There are timidities; certain topics and intensities are not forthrightly introduced. Neither the heated physicality nor the spiritual agonizing so central to Leaves of Grass is presaged in "Inscriptions." Whitman wants his readers committed to the crossing before buffeting them midstream with destabilizing forces. And why twenty-four inscriptions? It is happenstance, most likely, though the number evokes the diurnal round through daylight, darkness, dawn.

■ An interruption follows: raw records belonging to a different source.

//! Shared error types for the services crate.

use thiserror::Error;

use quiz_core::CatalogError;

/// Errors emitted while assembling a `QuizContext`.
#[derive(Debug, Error)]
#[non_exhaustive]
pub enum ContextError {
    #[error(transparent)]
    Catalog(#[from] CatalogError),
}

Whitman usually avoids symmetrical and simplistic organizational schemes, but hinting that Leaves of Grass could be experienced as a latter Book of Hours, a modern and secular cycle of chant, meditation, and prayer, has a certain Whitmanian flair. "As a wheel on its axis turns, this book unwitting to itself, / Around the idea of thee," he inscribes in "To Thee Old Cause." The old cause, in the beginnings of the book as in its ends, is ever the progressive illumination of Self and Humanity.

Bibliography

Allen, Gay Wilson. The New Walt Whitman Handbook. 1975. New York: New York UP, 1986.

Asselineau, Roger. The Evolution of Walt Whitman: The Creation of a Book. Trans. Roger Asselineau and Burton L. Cooper. Cambridge, Mass.: Harvard UP, 1962.

Whitman, Walt. Complete Poetry and Collected Prose. Ed. Justin Kaplan. New York: Library of America, 1982.

____. Leaves of Grass: Comprehensive Reader's Edition. Ed. Harold W. Blodgett and Sculley Bradley. New York: New York UP, 1965.